Penerapan e-Government di 350 Jenis Pelayanan Menangkal Celah Transaksional
SURABAYA, KOMPAS – Pemerintah Kota Surabaya, Jawa Timur, terus memperluas penerapan pelayanan publik menggunakan electronic government. Sejak mulai diterapkan pada 2002, kini sudah ada sekitar 350 pelayanan yang bisa diakses melalui e-government.
Kepala Dinas Komunikasi dan Informatika Kota Surabaya Antiek Sugiharti, Rabu (4/4/2018) di Surabaya, mengatakan, saat ini ada sekitar 350 jenis pelayanan yang diakses melalui sistem elektronik. Pelayanan berbasis e-government ini diterapkan antara lain di sistem pengelolaan keuangan daerah, e-SDM, e-Monitoring, e-Education, e-Office, sistem siaga bencana 112, pajak daring, e-Permit, e-Health, Simprolamas (sistem informasi program layanan masyarakat), e-Dishub, dan Media Center.
Antiek menuturkan, penerapan e-government pertama di Surabaya adalah e-procurement. Sistem ini diciptakan untuk memudahkan kinerja monitoring pelaksanaan kegiatan pembangunan melalui proyek-proyek yang ada.
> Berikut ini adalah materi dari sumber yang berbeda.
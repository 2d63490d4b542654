//! Storefront backend for agricultural supplies: catalog browsing, a session
//! cart, and persisted account and crop-listing state.

pub mod cart;
pub mod catalog;
pub mod config;
pub mod db;
pub mod dto;
pub mod entity;
pub mod error;
pub mod middleware;
pub mod models;
pub mod response;
pub mod routes;
pub mod services;
pub mod state;
pub mod store;
pub mod validation;
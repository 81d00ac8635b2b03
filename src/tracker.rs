// SPDX-License-Identifier: MIT

use std::collections::BTreeSet;

/// The set of message ids this client has ever handed to the leader, rebuilt
/// from the record store at startup.
///
/// The tracker is local state only: it is not persisted back to disk, and an
/// id is marked used as soon as its `SET` passes validation, before the
/// network call that would confirm it. On a network failure the local view
/// can therefore run ahead of the server. That matches the original client
/// and keeps a rejected id from ever reaching the wire.
#[derive(Debug, Default)]
pub struct UsedIdTracker {
    ids: BTreeSet<u64>,
}

impl UsedIdTracker {
    pub fn new(ids: BTreeSet<u64>) -> Self {
        Self { ids }
    }

    pub fn contains(&self, id: u64) -> bool {
        self.ids.contains(&id)
    }

    /// Marks an id as used. Idempotent.
    pub fn insert(&mut self, id: u64) {
        self.ids.insert(id);
    }

    /// The highest id seen so far, if any. Shown to the operator as a hint
    /// when a duplicate `SET` is rejected.
    pub fn max_used(&self) -> Option<u64> {
        self.ids.last().copied()
    }

    /// The next id that is safe to use for a fresh `SET`: one past the
    /// current maximum, or 1 for an empty tracker. `None` once the maximum
    /// representable id has been used, so callers reject instead of wrapping.
    pub fn next_available(&self) -> Option<u64> {
        match self.max_used() {
            Some(max) => max.checked_add(1),
            None => Some(1),
        }
    }

    pub fn len(&self) -> usize {
        self.ids.len()
    }

    pub fn is_empty(&self) -> bool {
        self.ids.is_empty()
    }
}

#[cfg(test)]
mod tests {
    use super::*;

    #[test]
    fn empty_tracker_starts_at_one() {
        let tracker = UsedIdTracker::default();
        assert_eq!(tracker.max_used(), None);
        assert_eq!(tracker.next_available(), Some(1));
    }

    #[test]
    fn next_available_is_one_past_max() {
        let mut tracker = UsedIdTracker::default();
        tracker.insert(5);
        tracker.insert(3);
        assert_eq!(tracker.max_used(), Some(5));
        assert_eq!(tracker.next_available(), Some(6));
    }

    #[test]
    fn exhausted_id_space_yields_none_instead_of_wrapping() {
        let mut tracker = UsedIdTracker::default();
        tracker.insert(u64::MAX);
        assert_eq!(tracker.next_available(), None);
    }

    #[test]
    fn insert_is_idempotent() {
        let mut tracker = UsedIdTracker::default();
        tracker.insert(7);
        tracker.insert(7);
        assert_eq!(tracker.len(), 1);
        assert!(tracker.contains(7));
    }

    #[test]
    fn construction_from_scanned_ids() {
        let tracker = UsedIdTracker::new(BTreeSet::from([3, 7]));
        assert!(tracker.contains(3));
        assert!(tracker.contains(7));
        assert!(!tracker.contains(5));
        assert_eq!(tracker.next_available(), Some(8));
    }
}
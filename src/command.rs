// SPDX-License-Identifier: MIT

use thiserror::Error;

use std::fmt;

use crate::tracker::UsedIdTracker;

pub const SET_USAGE: &str = "correct usage is SET <id> <message>";
pub const GET_USAGE: &str = "correct usage is GET <id>";

/// A validated operator request, ready to be written to the wire.
#[derive(Debug, Clone, PartialEq, Eq)]
pub enum Command {
    Set { id: u64, message: String },
    Get { id: u64 },
}

impl Command {
    pub fn id(&self) -> u64 {
        match self {
            Command::Set { id, .. } => *id,
            Command::Get { id } => *id,
        }
    }
}

impl fmt::Display for Command {
    fn fmt(&self, f: &mut fmt::Formatter) -> fmt::Result {
        match self {
            Command::Set { id, message } => write!(f, "SET {id} {message}"),
            Command::Get { id } => write!(f, "GET {id}"),
        }
    }
}

/// Why a raw instruction was refused locally. None of these ever reach the
/// network layer.
#[derive(Debug, Error, PartialEq, Eq)]
pub enum Reject {
    #[error("malformed SET: {SET_USAGE}")]
    MalformedSet,

    #[error("malformed GET: {GET_USAGE}")]
    MalformedGet,

    #[error("id {id} has already been used{}", max_hint(.max_used))]
    DuplicateId { id: u64, max_used: Option<u64> },

    #[error("unknown command {verb:?}; expected SET or GET")]
    UnknownVerb { verb: String },
}

fn max_hint(max_used: &Option<u64>) -> String {
    match max_used {
        Some(max) => format!(" (current max id is {max}, supply a larger one)"),
        None => String::new(),
    }
}

/// Parses and validates one raw instruction line against the tracker.
///
/// Lexing is verb, id, rest-of-line-as-message, so a `SET` message may
/// contain spaces; the verb is matched case-insensitively. A successful `SET`
/// marks its id used immediately, before any network traffic, so a duplicate
/// can never be submitted twice even if the first send later fails.
pub fn validate(raw: &str, tracker: &mut UsedIdTracker) -> Result<Command, Reject> {
    let (verb, rest) = split_token(raw.trim());

    match verb.to_uppercase().as_str() {
        "SET" => {
            let (id_token, message) = split_token(rest);
            let id = id_token.parse::<u64>().map_err(|_| Reject::MalformedSet)?;
            if tracker.contains(id) {
                return Err(Reject::DuplicateId {
                    id,
                    max_used: tracker.max_used(),
                });
            }
            // Optimistic pre-registration: used even if the send fails.
            tracker.insert(id);
            Ok(Command::Set {
                id,
                message: message.to_string(),
            })
        }
        "GET" => {
            let (id_token, trailing) = split_token(rest);
            let id = id_token.parse::<u64>().map_err(|_| Reject::MalformedGet)?;
            if !trailing.is_empty() {
                return Err(Reject::MalformedGet);
            }
            Ok(Command::Get { id })
        }
        _ => Err(Reject::UnknownVerb {
            verb: verb.to_string(),
        }),
    }
}

/// Splits off the next whitespace-delimited token, returning it and the rest
/// of the line with leading whitespace dropped.
fn split_token(line: &str) -> (&str, &str) {
    match line.split_once(char::is_whitespace) {
        Some((token, rest)) => (token, rest.trim_start()),
        None => (line, ""),
    }
}
// SPDX-License-Identifier: MIT

use clap::Parser;

use std::io::{self, BufRead, Write};
use std::path::PathBuf;
use std::time::Duration;

mod command;
mod loadtest;
mod protocol;
mod report;
mod scanner;
mod session;
mod tracker;

use protocol::ProtocolClient;
use tracker::UsedIdTracker;

#[derive(Parser)]
struct Args {
    /// Host the leader server listens on.
    #[arg(long, default_value = "127.0.0.1")]
    host: String,

    /// TCP port of the leader server.
    #[arg(short, long, default_value_t = 6666)]
    port: u16,

    /// Root of the record store used to rebuild the used-id set.
    #[arg(short, long, default_value = "records")]
    records: PathBuf,

    /// Connect and read timeout, in seconds.
    #[arg(long, default_value_t = 5)]
    timeout_secs: u64,
}

fn main() -> io::Result<()> {
    env_logger::init();

    let args = Args::parse();

    let ids = scanner::scan(&args.records);
    println!(
        "loaded {} used ids from {}",
        ids.len(),
        args.records.display()
    );
    let mut tracker = UsedIdTracker::new(ids);

    let client = ProtocolClient::new(
        &args.host,
        args.port,
        Duration::from_secs(args.timeout_secs),
    );

    println!("1 - manual SET / GET");
    println!("2 - automatic SET load test");
    println!("3 - record store report");

    match prompt("choice: ")?.as_str() {
        "1" => session::interactive_mode(&client, &mut tracker)?,
        "2" => {
            let count = match prompt("how many SET commands?: ")?.parse::<u64>() {
                Ok(count) => count,
                Err(_) => {
                    println!("invalid count");
                    return Ok(());
                }
            };
            session::load_test(&client, &mut tracker, count);
        }
        "3" => report::print_report(&args.records)?,
        other => println!("invalid selection: {other:?}"),
    }

    Ok(())
}

fn prompt(text: &str) -> io::Result<String> {
    print!("{text}");
    io::stdout().flush()?;
    let mut line = String::new();
    io::stdin().lock().read_line(&mut line)?;
    Ok(line.trim().to_string())
}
“Pada tahun 2003 hingga 2004, sistem itu diserahkan kepada Badan Perencanaan Pembangunan Nasional yang saat itu diterima Agus Raharjo. Aplikasi ini kemudian berkembang pada 2009 melalui Keputusan Presiden tentang pengadaan barang dan jasa yang dikenal dengan nama LPSE,” katanya.
Setelah e-procurement, Pemkot Surabaya lalu membuat aplikasi e-Budgeting pada tahun 2003. Aplikasi ini digunakan untuk penyusunan anggaran di lingkungan Pemkot Surabaya melalui konsep GRMS (Government Resource Management System). Sistem lalu dikembangkan menjadi e-musrembang dan e-performance.
Setelah 16 tahun berkembang, kata Antiek, e-government terus berkembang jumlahnya dan kini mencapai sekitar 350 palayanan. Sistem ini secara garis besar terbagi menjadi penyediaan pelayanan kepada masyarakat dan untuk internal yakni perencanaan sampai pengawasan program.
“Di beberapa aplikasi itu, ada yang sampai ratusan perijinan yang bisa diurus oleh warga, seperti di Surabaya Single Window yang di dalamnya memuat 230 aplikasi perizinan yang biasanya diurus di dinas-dinas. Dengan aplikasi ini, maka warga sangat mudah untuk mengurus perizinan,” ujarnya.
Menurut Antiek, meskipun Pemkot Surabaya sudah l menciptakan ratusan aplikasi, namun pihaknya tidak akan cepat puas. Dia memastikan bahwa Pemkot Surabaya akan terus mengembangkan berbagai sistem ini untuk membantu dan memudahkan masyarakat.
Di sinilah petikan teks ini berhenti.